//! Enrollments: `enroll`, `withdraw` and `update_enrollment`, plus the union
//! helpers merges and moves use to re-parent enrollments.

use chrono::{DateTime, SecondsFormat, Utc};
use serde::{Deserialize, Serialize};
use serde_json::json;

use sortinghat_core::{
  Ctx, Error, Result,
  journal::{EntityType, OperationType},
  model::{Enrollment, Group, Individual},
  period::{self, Period},
  store::Store,
};

use crate::{
  resolve,
  txn::{Txn, run},
};

fn fmt(dt: DateTime<Utc>) -> String { dt.to_rfc3339_opts(SecondsFormat::Secs, true) }

fn enrollment_args(mk: &str, group: &Group, period: &Period) -> serde_json::Value {
  json!({
    "individual": mk,
    "group": group.name,
    "start": fmt(period.start),
    "end": fmt(period.end),
  })
}

fn remove(txn: &mut Txn<'_>, enrollment: &Enrollment, group: &Group) -> Result<()> {
  txn.uow.delete_enrollment(enrollment.id)?;
  txn.record(
    OperationType::Delete,
    EntityType::Enrollment,
    &enrollment.individual,
    enrollment_args(&enrollment.individual, group, &enrollment.period),
  )
}

/// Add `period` to the enrollments of `mk` in `group`, fusing it with every
/// existing period it touches.
pub(crate) fn union_into(txn: &mut Txn<'_>, mk: &str, group: &Group, period: Period) -> Result<()> {
  let touching: Vec<Enrollment> = txn
    .uow
    .enrollments(mk, Some(group.id))?
    .into_iter()
    .filter(|e| e.period.touches(&period))
    .collect();

  if let [single] = touching.as_slice() {
    if single.period.contains(&period) {
      return Ok(());
    }
  }

  let merged = period::merge(touching.iter().map(|e| e.period).chain([period]));
  for enrollment in &touching {
    remove(txn, enrollment, group)?;
  }
  for p in merged {
    txn.uow.insert_enrollment(mk, group.id, p)?;
    txn.record(OperationType::Add, EntityType::Enrollment, mk, enrollment_args(mk, group, &p))?;
  }
  Ok(())
}

/// Move every enrollment of `from` onto `to` under the union rule.
pub(crate) fn reparent(txn: &mut Txn<'_>, from: &str, to: &str) -> Result<()> {
  for enrollment in txn.uow.enrollments(from, None)? {
    let group = txn
      .uow
      .group(enrollment.group)?
      .ok_or_else(|| Error::not_found("group", enrollment.group.to_string()))?;
    remove(txn, &enrollment, &group)?;
    union_into(txn, to, &group, enrollment.period)?;
  }
  Ok(())
}

/// Enrollment with the enclosure rule: a period already covered by an
/// existing one is a `DuplicateRange` unless `force` replaces the enclosing
/// enrollment by the narrower one.
fn enroll_period(
  txn: &mut Txn<'_>,
  individual: &Individual,
  group: &Group,
  period: Period,
  force: bool,
) -> Result<()> {
  let enclosing: Vec<Enrollment> = txn
    .uow
    .enrollments(&individual.mk, Some(group.id))?
    .into_iter()
    .filter(|e| e.period.contains(&period))
    .collect();

  if !enclosing.is_empty() {
    if !force {
      return Err(Error::DuplicateRange {
        group: group.name.clone(),
        start: fmt(period.start),
        end:   fmt(period.end),
      });
    }
    for enrollment in &enclosing {
      remove(txn, enrollment, group)?;
    }
  }

  union_into(txn, &individual.mk, group, period)?;
  txn.uow.touch_individual(&individual.mk, Utc::now())
}

// ─── Enroll ──────────────────────────────────────────────────────────────────

/// Arguments of [`enroll`].
#[derive(Debug, Clone, Default, Serialize, Deserialize)]
pub struct Enroll {
  /// Organization name, or team name when `parent_org` is set.
  pub group:      String,
  #[serde(default)]
  pub parent_org: Option<String>,
  #[serde(default)]
  pub from_date:  Option<DateTime<Utc>>,
  #[serde(default)]
  pub to_date:    Option<DateTime<Utc>>,
  #[serde(default)]
  pub force:      bool,
}

impl Enroll {
  pub fn new(group: impl Into<String>) -> Self {
    Self { group: group.into(), ..Default::default() }
  }

  pub fn team_of(mut self, org: impl Into<String>) -> Self {
    self.parent_org = Some(org.into());
    self
  }

  pub fn from(mut self, date: DateTime<Utc>) -> Self {
    self.from_date = Some(date);
    self
  }

  pub fn to(mut self, date: DateTime<Utc>) -> Self {
    self.to_date = Some(date);
    self
  }

  pub fn force(mut self) -> Self {
    self.force = true;
    self
  }
}

/// Enroll the individual identified by `uuid` in a group. Returns its `mk`.
pub async fn enroll<S: Store>(ctx: &Ctx<S>, uuid: &str, req: Enroll) -> Result<String> {
  let uuid = uuid.to_owned();
  run(ctx, "enroll", move |txn| {
    let period = Period::new(req.from_date, req.to_date)?;
    let individual = resolve::individual(txn.uow, &uuid)?;
    let group = resolve::group(txn.uow, &req.group, req.parent_org.as_deref())?;
    resolve::ensure_unlocked(&individual)?;

    enroll_period(txn, &individual, &group, period, req.force)?;
    Ok(individual.mk)
  })
  .await
}

// ─── Withdraw ────────────────────────────────────────────────────────────────

/// Arguments of [`withdraw`].
#[derive(Debug, Clone, Default, Serialize, Deserialize)]
pub struct Withdraw {
  pub group:      String,
  #[serde(default)]
  pub parent_org: Option<String>,
  #[serde(default)]
  pub from_date:  Option<DateTime<Utc>>,
  #[serde(default)]
  pub to_date:    Option<DateTime<Utc>>,
}

impl Withdraw {
  pub fn new(group: impl Into<String>) -> Self {
    Self { group: group.into(), ..Default::default() }
  }

  pub fn team_of(mut self, org: impl Into<String>) -> Self {
    self.parent_org = Some(org.into());
    self
  }

  pub fn from(mut self, date: DateTime<Utc>) -> Self {
    self.from_date = Some(date);
    self
  }

  pub fn to(mut self, date: DateTime<Utc>) -> Self {
    self.to_date = Some(date);
    self
  }
}

/// Remove a period from the enrollments of an individual in a group. Each
/// enrollment the cut changes is replaced by what survives of it; one that
/// the cut only meets at an endpoint is left alone.
pub async fn withdraw<S: Store>(ctx: &Ctx<S>, uuid: &str, req: Withdraw) -> Result<String> {
  let uuid = uuid.to_owned();
  run(ctx, "withdraw", move |txn| {
    let cut = Period::new(req.from_date, req.to_date)?;
    let individual = resolve::individual(txn.uow, &uuid)?;
    let group = resolve::group(txn.uow, &req.group, req.parent_org.as_deref())?;
    resolve::ensure_unlocked(&individual)?;

    let overlapping: Vec<Enrollment> = txn
      .uow
      .enrollments(&individual.mk, Some(group.id))?
      .into_iter()
      .filter(|e| e.period.is_cut_by(&cut))
      .collect();
    if overlapping.is_empty() {
      return Err(Error::not_found(
        "enrollment",
        format!("{}@{} {}..{}", individual.mk, group.name, fmt(cut.start), fmt(cut.end)),
      ));
    }

    for enrollment in &overlapping {
      remove(txn, enrollment, &group)?;
      for rest in enrollment.period.subtract(&cut) {
        txn.uow.insert_enrollment(&individual.mk, group.id, rest)?;
        txn.record(
          OperationType::Add,
          EntityType::Enrollment,
          &individual.mk,
          enrollment_args(&individual.mk, &group, &rest),
        )?;
      }
    }
    txn.uow.touch_individual(&individual.mk, Utc::now())?;
    Ok(individual.mk)
  })
  .await
}

// ─── Update ──────────────────────────────────────────────────────────────────

/// Arguments of [`update_enrollment`]: the exact period to replace and the
/// new bounds (absent bounds keep the old ones).
#[derive(Debug, Clone, Serialize, Deserialize)]
pub struct UpdateEnrollment {
  pub group:         String,
  #[serde(default)]
  pub parent_org:    Option<String>,
  pub from_date:     DateTime<Utc>,
  pub to_date:       DateTime<Utc>,
  #[serde(default)]
  pub new_from_date: Option<DateTime<Utc>>,
  #[serde(default)]
  pub new_to_date:   Option<DateTime<Utc>>,
  #[serde(default)]
  pub force:         bool,
}

/// Replace one existing enrollment by a new range in a single transaction.
pub async fn update_enrollment<S: Store>(
  ctx: &Ctx<S>,
  uuid: &str,
  req: UpdateEnrollment,
) -> Result<String> {
  let uuid = uuid.to_owned();
  run(ctx, "update_enrollment", move |txn| {
    let old = Period::new(Some(req.from_date), Some(req.to_date))?;
    let new = Period::new(
      Some(req.new_from_date.unwrap_or(old.start)),
      Some(req.new_to_date.unwrap_or(old.end)),
    )?;
    let individual = resolve::individual(txn.uow, &uuid)?;
    let group = resolve::group(txn.uow, &req.group, req.parent_org.as_deref())?;
    resolve::ensure_unlocked(&individual)?;

    let current = txn
      .uow
      .enrollments(&individual.mk, Some(group.id))?
      .into_iter()
      .find(|e| e.period == old)
      .ok_or_else(|| {
        Error::not_found(
          "enrollment",
          format!("{}@{} {}..{}", individual.mk, group.name, fmt(old.start), fmt(old.end)),
        )
      })?;

    remove(txn, &current, &group)?;
    enroll_period(txn, &individual, &group, new, req.force)?;
    Ok(individual.mk)
  })
  .await
}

• _EXERCISE OBJECTIVE_:
Pick out each line above that includes "Arguments" and show it.

• _TASK RESULT_:
/// Arguments of [`enroll`].
/// Arguments of [`withdraw`].
/// Arguments of [`update_enrollment`]: the exact period to replace and the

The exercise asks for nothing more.